EXERCISE DIRECTIONS: Across the records that follow, determine how many lines contain "derive" and give only the resulting number.

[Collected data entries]
========
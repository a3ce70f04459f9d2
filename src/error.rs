//! Error types for the edgequake-formfill library.
//!
//! Two distinct error types reflect two distinct failure modes:
//!
//! * [`FormFillError`] — **Fatal**: the run cannot proceed at all (the PDF
//!   cannot be opened, the context document cannot be read, the output
//!   directory is not writable). Returned as `Err(FormFillError)` from the
//!   top-level `fill_form*` functions and stops processing of remaining pages.
//!
//! * [`CellError`] — **Non-fatal**: a single cell could not be answered
//!   (OCR failure, endpoint error, unusable response). Stored inside
//!   [`crate::model::CellReport`]; the cell is left unfilled and the run
//!   moves on to the next cell.

use std::path::PathBuf;
use thiserror::Error;

/// All fatal errors returned by the edgequake-formfill library.
///
/// Cell-level failures use [`CellError`] and are recorded on the cell
/// rather than propagated here.
#[derive(Debug, Error)]
pub enum FormFillError {
    // ── Document open errors ──────────────────────────────────────────────
    /// Input file was not found at the given path.
    #[error("PDF file not found: '{path}'\nCheck the path exists and is readable.")]
    FileNotFound { path: PathBuf },

    /// Process does not have read permission on the file.
    #[error("Permission denied reading '{path}'\nTry: chmod +r {path:?}")]
    PermissionDenied { path: PathBuf },

    /// The file exists and was read, but is not a PDF.
    #[error("File is not a valid PDF: '{path}'\nFirst bytes: {magic:?}")]
    NotAPdf { path: PathBuf, magic: [u8; 4] },

    /// PDF header/trailer/xref is corrupt and cannot be parsed.
    #[error("PDF '{path}' is corrupt: {detail}")]
    CorruptPdf { path: PathBuf, detail: String },

    /// PDF requires a password but none was provided.
    #[error("PDF '{path}' is encrypted and requires a password.\nProvide it with --password <PASSWORD>.")]
    PasswordRequired { path: PathBuf },

    /// A password was provided but it is wrong.
    #[error("Wrong password for PDF '{path}'")]
    WrongPassword { path: PathBuf },

    /// pdfium-render returned an error for a specific page.
    #[error("Rasterisation failed for page {page}: {detail}")]
    RasterisationFailed { page: usize, detail: String },

    // ── Context errors ────────────────────────────────────────────────────
    /// The context document is missing, unreadable, or not UTF-8 text.
    #[error("Failed to read context document '{path}': {detail}")]
    ContextRead { path: PathBuf, detail: String },

    // ── Rendering resources ───────────────────────────────────────────────
    /// No usable TrueType/OpenType font could be loaded for the overlay.
    #[error("Failed to load overlay font: {detail}\nPass --font /path/to/font.ttf.")]
    FontLoad { detail: String },

    /// The in-process OCR engine could not be initialised.
    #[error("Failed to initialise OCR engine: {0}")]
    OcrInit(String),

    /// The configured answer provider could not be created.
    #[error("Answer provider '{provider}' is not configured.\n{hint}")]
    ProviderNotConfigured { provider: String, hint: String },

    // ── I/O errors ────────────────────────────────────────────────────────
    /// Could not create the output directory or write a page artifact.
    #[error("Failed to write output '{path}': {source}")]
    OutputWriteFailed {
        path: PathBuf,
        #[source]
        source: std::io::Error,
    },

    // ── Config errors ─────────────────────────────────────────────────────
    /// Builder validation failed.
    #[error("Invalid configuration: {0}")]
    InvalidConfig(String),

    // ── Pdfium binding errors ─────────────────────────────────────────────
    /// Could not bind to a pdfium library.
    #[error(
        "Failed to bind to pdfium library: {0}\n\n\
Set PDFIUM_LIB_PATH=/path/to/libpdfium, place the library in the working\n\
directory, or install it system-wide.\n"
    )]
    PdfiumBindingFailed(String),

    // ── Catch-all ─────────────────────────────────────────────────────────
    /// Unexpected internal error.
    #[error("Internal error: {0}")]
    Internal(String),
}

impl FormFillError {
    /// True for the failures that mean the source document could not be opened.
    pub fn is_document_open(&self) -> bool {
        matches!(
            self,
            FormFillError::FileNotFound { .. }
                | FormFillError::PermissionDenied { .. }
                | FormFillError::NotAPdf { .. }
                | FormFillError::CorruptPdf { .. }
                | FormFillError::PasswordRequired { .. }
                | FormFillError::WrongPassword { .. }
        )
    }
}

/// A non-fatal error for a single cell.
///
/// The affected cell keeps `answer = None` and is not drawn.
#[derive(Debug, Clone, PartialEq, Error, serde::Serialize, serde::Deserialize)]
pub enum CellError {
    /// The OCR engine failed on the label region.
    #[error("OCR failed: {detail}")]
    OcrFailed { detail: String },

    /// The endpoint answered with a status other than 200.
    #[error("endpoint returned HTTP {status}")]
    EndpointStatus { status: u16 },

    /// The body was not JSON or had no string `response` field.
    #[error("malformed endpoint response: {detail}")]
    MalformedResponse { detail: String },

    /// Connection refused, reset, DNS failure, timeout.
    #[error("request to endpoint failed: {detail}")]
    Transport { detail: String },

    /// A hosted provider returned an error.
    #[error("provider error: {detail}")]
    Provider { detail: String },

    /// The model answered, but nothing drawable was left after cleanup.
    #[error("endpoint returned an empty answer")]
    EmptyAnswer,
}

#[cfg(test)]
mod tests {
    use super::*;

    #[test]
    fn document_open_classification() {
        let missing = FormFillError::FileNotFound {
            path: "a.pdf".into(),
        };
        assert!(missing.is_document_open());

        let ctx = FormFillError::ContextRead {
            path: "ctx.txt".into(),
            detail: "No such file".into(),
        };
        assert!(!ctx.is_document_open());
    }

    #[test]
    fn context_read_display() {
        let e = FormFillError::ContextRead {
            path: "notes/context.txt".into(),
            detail: "No such file or directory".into(),
        };
        let msg = e.to_string();
        assert!(msg.contains("notes/context.txt"), "got: {msg}");
        assert!(msg.contains("No such file"), "got: {msg}");
    }

    #[test]
    fn endpoint_status_display() {
        let e = CellError::EndpointStatus { status: 503 };
        assert_eq!(e.to_string(), "endpoint returned HTTP 503");
    }

    #[test]
    fn cell_error_serialises() {
        let e = CellError::MalformedResponse {
            detail: "missing field `response`".into(),
        };
        let json = serde_json::to_string(&e).expect("serialise");
        assert!(json.contains("MalformedResponse"));
    }
}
========
RESULT OF THE EXERCISE: 2